Offa was King of Mercia, a kingdom of Anglo-Saxon England, from 757 until his death in July 796. He came to the throne after a period of civil war following the assassination of Æthelbald. He extended Mercian Supremacy over most of southern England, allying with Beorhtric of Wessex.

About Offa of Mercia in brief

Summary Offa of MerciaOffa was King of Mercia, a kingdom of Anglo-Saxon England, from 757 until his death in July 796. He came to the throne after a period of civil war following the assassination of Æthelbald. In the 780s he extended Mercian Supremacy over most of southern England, allying with Beorhtric of Wessex, who married Offa’s daughter Eadburh. He also became the overlord of East Anglia and had King Æthelberht II beheaded in 794. Offa was a Christian king who came into conflict with the Church, particularly with Jænberht, the Archbishop of Canterbury. He died in 796; his son, Ecgfrith, succeeded him, but reigned for less than five months before Coenwulf ofMercia became king. The power and prestige that Offa attained made him one of the most significant rulers in Early Medieval Britain, though no contemporary biography of him survives. Many historians regard Offa as the most powerful Anglo- Saxon king before Alfred the Great. His dominance never extended to Northumbria, though he gave his daughter Ælfflæd in marriage to the Northumbrian king Æthelred I in 792. Historians once saw his reign as part of a process leading to a unified England, but this is no longer the majority view: in the words of a recent historian, “Offa was driven by a lust for power, not a vision of English unity; and what he left was a reputation, not an legacy.’“ Only three gold coins of Offa’s have survived: one is a copy of an Abbasid dinar of 774 and carries Arabic text on one side, with ‘Offa Rex’ on the other.

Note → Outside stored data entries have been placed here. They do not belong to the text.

//! Address-level resolution against the service-address registry.

use std::sync::Arc;
use std::time::Duration;

use powerzip_client::{AddressRegistry, RetryPolicy, with_timeout};
use powerzip_core::{
    AddressMatch, Alternative, Confidence, Method, ResolutionResult, ResolveError, ResolveResult,
    ServicePoint, ServicePointDetails, Tdsp, ZipCode, normalize_address,
};
use tracing::{debug, info};

use crate::cache::Cache;
use crate::config::ResolverConfig;

/// Resolves a street address to the utility of the premise it names.
pub struct AddressResolver {
    registry: Arc<dyn AddressRegistry>,
    cache: Arc<dyn Cache<Vec<AddressMatch>>>,
    retry: RetryPolicy,
    timeout: Duration,
    ttl: Duration,
}

impl AddressResolver {
    pub fn new(
        registry: Arc<dyn AddressRegistry>,
        cache: Arc<dyn Cache<Vec<AddressMatch>>>,
        config: &ResolverConfig,
    ) -> Self {
        Self {
            registry,
            cache,
            retry: config.retry.clone(),
            timeout: config.address_timeout,
            ttl: config.address_cache_ttl,
        }
    }

    /// Resolve `address` within `zip`.
    ///
    /// `usage_hint` is carried for the caller's pricing step and only logged
    /// here. Returns `NoMatchFound` when the registry has no premise for the
    /// address, and a retryable error when the registry cannot be reached.
    pub async fn resolve_address(
        &self,
        address: &str,
        zip: &str,
        usage_hint: Option<u32>,
    ) -> ResolveResult<ResolutionResult> {
        let zip = ZipCode::parse(zip)?;
        let normalized = normalize_address(address);
        if normalized.is_empty() {
            return Err(ResolveError::InvalidAddress(address.to_string()));
        }
        debug!(zip = %zip, address = %normalized, ?usage_hint, "resolving address");

        let matches = self.search(&normalized, zip).await?;
        let result = rank_matches(zip, &matches).ok_or_else(|| ResolveError::NoMatchFound {
            address: normalized.clone(),
            zip: zip.to_string(),
        })?;
        info!(
            zip = %zip,
            utility = %result.utility,
            confidence = %result.confidence,
            matches = matches.len(),
            "address resolved"
        );
        Ok(result)
    }

    /// Extended registry fields for one service point.
    pub async fn details(&self, service_point_id: &str) -> ResolveResult<ServicePointDetails> {
        self.retry
            .run("service_point_details", || {
                with_timeout(self.timeout, self.registry.details(service_point_id))
            })
            .await
    }

    async fn search(&self, normalized: &str, zip: ZipCode) -> ResolveResult<Vec<AddressMatch>> {
        let key = cache_key(normalized, zip);
        if let Some(hit) = self.cache.get(&key) {
            return Ok(hit);
        }
        let matches = self
            .retry
            .run("address_search", || {
                with_timeout(self.timeout, self.registry.search(normalized, zip))
            })
            .await?;
        self.cache.set(&key, matches.clone(), self.ttl);
        Ok(matches)
    }
}

pub(crate) fn cache_key(address: &str, zip: ZipCode) -> String {
    format!("{}_{}", address.to_lowercase(), zip)
}

/// Pick a utility from registry matches.
///
/// One distinct utility gives `High`. Several give `Medium`, with utilities
/// ranked by match count and ties kept in first-seen order. `None` when
/// there are no matches.
pub fn rank_matches(zip: ZipCode, matches: &[AddressMatch]) -> Option<ResolutionResult> {
    let mut groups: Vec<(Tdsp, usize, &AddressMatch)> = Vec::new();
    for m in matches {
        match groups.iter_mut().find(|(t, _, _)| *t == m.utility) {
            Some(group) => group.1 += 1,
            None => groups.push((m.utility, 1, m)),
        }
    }
    // Stable sort keeps first-seen order among equal counts.
    groups.sort_by(|a, b| b.1.cmp(&a.1));

    let (primary, _, representative) = *groups.first()?;
    let service_point = ServicePoint {
        id: representative.service_point_id.clone(),
        address: normalize_address(&representative.address),
    };

    if groups.len() == 1 {
        return Some(
            ResolutionResult::new(zip, primary, Method::AddressResolved, Confidence::High)
                .with_service_point(service_point),
        );
    }

    let total = matches.len();
    let alternatives = groups[1..]
        .iter()
        .map(|(tdsp, count, rep)| Alternative {
            utility: *tdsp,
            reason: format!(
                "{count} of {total} matching service points ({})",
                normalize_address(&rep.address)
            ),
            service_point_id: Some(rep.service_point_id.clone()),
        })
        .collect();

    Some(
        ResolutionResult::new(zip, primary, Method::AddressResolved, Confidence::Medium)
            .with_service_point(service_point)
            .with_alternatives(alternatives),
    )
}

#[cfg(test)]
pub(crate) mod tests {
    use super::*;
    use crate::cache::{MemoryCache, NoCache};
    use async_trait::async_trait;
    use parking_lot::Mutex;
    use std::sync::atomic::{AtomicUsize, Ordering};

    pub(crate) fn premise(id: &str, address: &str, utility: Tdsp) -> AddressMatch {
        AddressMatch {
            service_point_id: id.to_string(),
            address: address.to_string(),
            city: "ADDISON".to_string(),
            state: "TX".to_string(),
            zip: "75001".to_string(),
            county: Some("DALLAS".to_string()),
            utility,
        }
    }

    /// Registry fake with scripted responses.
    pub(crate) struct FakeRegistry {
        pub matches: Vec<AddressMatch>,
        pub failures_before_success: usize,
        pub failure: Option<ResolveError>,
        pub delay: Duration,
        pub calls: AtomicUsize,
        pub queries: Mutex<Vec<String>>,
    }

    impl FakeRegistry {
        pub(crate) fn returning(matches: Vec<AddressMatch>) -> Self {
            Self {
                matches,
                failures_before_success: 0,
                failure: None,
                delay: Duration::ZERO,
                calls: AtomicUsize::new(0),
                queries: Mutex::new(Vec::new()),
            }
        }

        pub(crate) fn calls(&self) -> usize {
            self.calls.load(Ordering::SeqCst)
        }
    }

    #[async_trait]
    impl AddressRegistry for FakeRegistry {
        async fn search(&self, address: &str, _zip: ZipCode) -> ResolveResult<Vec<AddressMatch>> {
            let call = self.calls.fetch_add(1, Ordering::SeqCst);
            self.queries.lock().push(address.to_string());
            if !self.delay.is_zero() {
                tokio::time::sleep(self.delay).await;
            }
            if let Some(err) = &self.failure
                && call < self.failures_before_success
            {
                return Err(err.clone());
            }
            Ok(self.matches.clone())
        }

        async fn details(&self, service_point_id: &str) -> ResolveResult<ServicePointDetails> {
            self.matches
                .iter()
                .find(|m| m.service_point_id == service_point_id)
                .map(|m| ServicePointDetails {
                    matched: m.clone(),
                    premise_type: Some("Residential".into()),
                    meter_type: None,
                    status: Some("Active".into()),
                })
                .ok_or_else(|| ResolveError::UnknownServicePoint(service_point_id.to_string()))
        }
    }

    fn resolver(registry: Arc<FakeRegistry>, config: &ResolverConfig) -> AddressResolver {
        AddressResolver::new(
            registry,
            Arc::new(MemoryCache::<Vec<AddressMatch>>::new()),
            config,
        )
    }

    fn zip(s: &str) -> ZipCode {
        ZipCode::parse(s).unwrap()
    }

    #[test]
    fn single_utility_is_high() {
        let matches = vec![
            premise("1", "1234 MAIN ST", Tdsp::Oncor),
            premise("2", "1234 MAIN ST UNIT B", Tdsp::Oncor),
        ];
        let r = rank_matches(zip("75001"), &matches).unwrap();
        assert_eq!(r.utility, Tdsp::Oncor);
        assert_eq!(r.confidence, Confidence::High);
        assert_eq!(r.method, Method::AddressResolved);
        assert_eq!(r.service_point.unwrap().id, "1");
        assert!(r.alternatives.is_empty());
    }

    #[test]
    fn most_frequent_utility_wins() {
        let matches = vec![
            premise("1", "1234 MAIN ST", Tdsp::Tnmp),
            premise("2", "1234 MAIN ST UNIT A", Tdsp::Oncor),
            premise("3", "1234 MAIN ST UNIT B", Tdsp::Oncor),
        ];
        let r = rank_matches(zip("75001"), &matches).unwrap();
        assert_eq!(r.utility, Tdsp::Oncor);
        assert_eq!(r.confidence, Confidence::Medium);
        assert_eq!(r.service_point.as_ref().unwrap().id, "2");
        assert_eq!(r.alternatives.len(), 1);
        assert_eq!(r.alternatives[0].utility, Tdsp::Tnmp);
        assert_eq!(r.alternatives[0].service_point_id.as_deref(), Some("1"));
        assert!(r.alternatives[0].reason.starts_with("1 of 3"));
        assert!(r.alternatives[0].reason.ends_with("(1234 MAIN Street)"));
    }

    #[test]
    fn matched_address_is_normalized() {
        let matches = vec![premise("1", "1234  MAIN ST APT 2", Tdsp::Oncor)];
        let r = rank_matches(zip("75001"), &matches).unwrap();
        let sp = r.service_point.unwrap();
        assert_eq!(sp.id, "1");
        assert_eq!(sp.address, "1234 MAIN Street Unit 2");
    }

    #[test]
    fn ties_keep_first_seen_order() {
        let matches = vec![
            premise("1", "A", Tdsp::Tnmp),
            premise("2", "B", Tdsp::CenterPoint),
            premise("3", "C", Tdsp::CenterPoint),
            premise("4", "D", Tdsp::Tnmp),
            premise("5", "E", Tdsp::Oncor),
        ];
        let r = rank_matches(zip("77573"), &matches).unwrap();
        assert_eq!(r.utility, Tdsp::Tnmp);
        let alts: Vec<Tdsp> = r.alternatives.iter().map(|a| a.utility).collect();
        assert_eq!(alts, vec![Tdsp::CenterPoint, Tdsp::Oncor]);
    }

    #[test]
    fn no_matches_is_none() {
        assert!(rank_matches(zip("75001"), &[]).is_none());
    }

    #[tokio::test]
    async fn two_utilities_scenario() {
        let registry = Arc::new(FakeRegistry::returning(vec![
            premise("1", "1234 MAIN ST", Tdsp::Oncor),
            premise("2", "1234 MAIN ST", Tdsp::Tnmp),
            premise("3", "1234 MAIN ST APT 2", Tdsp::Oncor),
        ]));
        let resolver = resolver(registry.clone(), &ResolverConfig::immediate());
        let r = resolver
            .resolve_address("1234 Main St", "75001", None)
            .await
            .unwrap();
        assert_eq!(r.confidence, Confidence::Medium);
        assert_eq!(r.utility, Tdsp::Oncor);
        let alts: Vec<Tdsp> = r.alternatives.iter().map(|a| a.utility).collect();
        assert_eq!(alts, vec![Tdsp::Tnmp]);
        assert_eq!(registry.queries.lock().as_slice(), ["1234 Main Street"]);
    }

    #[tokio::test]
    async fn zero_matches_is_no_match_found() {
        let registry = Arc::new(FakeRegistry::returning(Vec::new()));
        let resolver = resolver(registry, &ResolverConfig::immediate());
        let err = resolver
            .resolve_address("9 Nowhere Rd", "75001", None)
            .await
            .unwrap_err();
        assert!(matches!(err, ResolveError::NoMatchFound { .. }));
        assert!(!err.retryable());
    }

    #[tokio::test]
    async fn second_call_served_from_cache() {
        let registry = Arc::new(FakeRegistry::returning(vec![premise(
            "1",
            "1234 MAIN ST",
            Tdsp::Oncor,
        )]));
        let resolver = resolver(registry.clone(), &ResolverConfig::immediate());
        let first = resolver.resolve_address("1234 Main St", "75001", None).await.unwrap();
        let second = resolver
            .resolve_address("1234 MAIN STREET", "75001", Some(1000))
            .await
            .unwrap();
        assert_eq!(first, second);
        assert_eq!(registry.calls(), 1);
    }

    #[tokio::test]
    async fn cache_miss_matches_cache_hit() {
        let matches = vec![
            premise("1", "1234 MAIN ST", Tdsp::Tnmp),
            premise("2", "1234 MAIN ST", Tdsp::Oncor),
        ];
        let cached = resolver(
            Arc::new(FakeRegistry::returning(matches.clone())),
            &ResolverConfig::immediate(),
        );
        let uncached = AddressResolver::new(
            Arc::new(FakeRegistry::returning(matches)),
            Arc::new(NoCache),
            &ResolverConfig::immediate(),
        );
        let a = cached.resolve_address("1234 Main St", "75001", None).await.unwrap();
        let b = cached.resolve_address("1234 Main St", "75001", None).await.unwrap();
        let c = uncached.resolve_address("1234 Main St", "75001", None).await.unwrap();
        assert_eq!(a, b);
        assert_eq!(a, c);
    }

    #[tokio::test]
    async fn transient_failures_are_retried() {
        let mut fake = FakeRegistry::returning(vec![premise("1", "1 ELM", Tdsp::Oncor)]);
        fake.failure = Some(ResolveError::Network {
            message: "503".into(),
            retryable: true,
        });
        fake.failures_before_success = 2;
        let registry = Arc::new(fake);
        let config = ResolverConfig {
            retry: RetryPolicy {
                max_attempts: 3,
                base_delay: Duration::ZERO,
                multiplier: 2,
                max_delay: Duration::ZERO,
            },
            ..ResolverConfig::immediate()
        };
        let r = resolver(registry.clone(), &config)
            .resolve_address("1 Elm St", "75001", None)
            .await
            .unwrap();
        assert_eq!(r.utility, Tdsp::Oncor);
        assert_eq!(registry.calls(), 3);
    }

    #[tokio::test]
    async fn hung_registry_times_out() {
        let mut fake = FakeRegistry::returning(vec![premise("1", "1 ELM", Tdsp::Oncor)]);
        fake.delay = Duration::from_secs(5);
        let config = ResolverConfig {
            address_timeout: Duration::from_millis(20),
            ..ResolverConfig::immediate()
        };
        let err = resolver(Arc::new(fake), &config)
            .resolve_address("1 Elm St", "75001", None)
            .await
            .unwrap_err();
        assert_eq!(err, ResolveError::Timeout(Duration::from_millis(20)));
    }

    #[tokio::test]
    async fn malformed_zip_rejected_before_lookup() {
        let registry = Arc::new(FakeRegistry::returning(Vec::new()));
        let resolver = resolver(registry.clone(), &ResolverConfig::immediate());
        let err = resolver.resolve_address("1 Elm St", "7500", None).await.unwrap_err();
        assert!(matches!(err, ResolveError::InvalidZipFormat(_)));
        assert_eq!(registry.calls(), 0);
    }

    #[tokio::test]
    async fn details_passthrough() {
        let registry = Arc::new(FakeRegistry::returning(vec![premise("42", "1 ELM", Tdsp::Tnmp)]));
        let resolver = resolver(registry, &ResolverConfig::immediate());
        let d = resolver.details("42").await.unwrap();
        assert_eq!(d.matched.utility, Tdsp::Tnmp);
        assert_eq!(d.status.as_deref(), Some("Active"));
        assert!(matches!(
            resolver.details("43").await,
            Err(ResolveError::UnknownServicePoint(_))
        ));
    }

    #[test]
    fn cache_key_is_lowercase_address_and_zip() {
        assert_eq!(cache_key("1234 Main Street", zip("75001")), "1234 main street_75001");
    }
}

The gold coins are of uncertain use but may have been struck to be used as alms or for gifts to Rome.” “The artistic quality of these images exceeds that of the contemporary Frankish coinage. Some of his coins carry images of his wife, Cynethryth—the only Anglo-sacred queen ever depicted on a coin.  “He is described as a subregulus, or subking of the Hwicce,” wrote a monk and chronicler of the eighth-century monk Bedenere Venerable. “I am the king of Oshere, the son of king Oshereric, and I am the lord of the Osherewicce.‚  “”  ”“The king of Hwicere,’ said Bedener, ‘is the king and his overlord on the list appended to the list of witnesses to the grant of land to the king’  ”.  “I am the king of Oshere’, said Bedler, where a list of names can be seen on the Ismere Diploma, where the names of both king and overlord are appended’.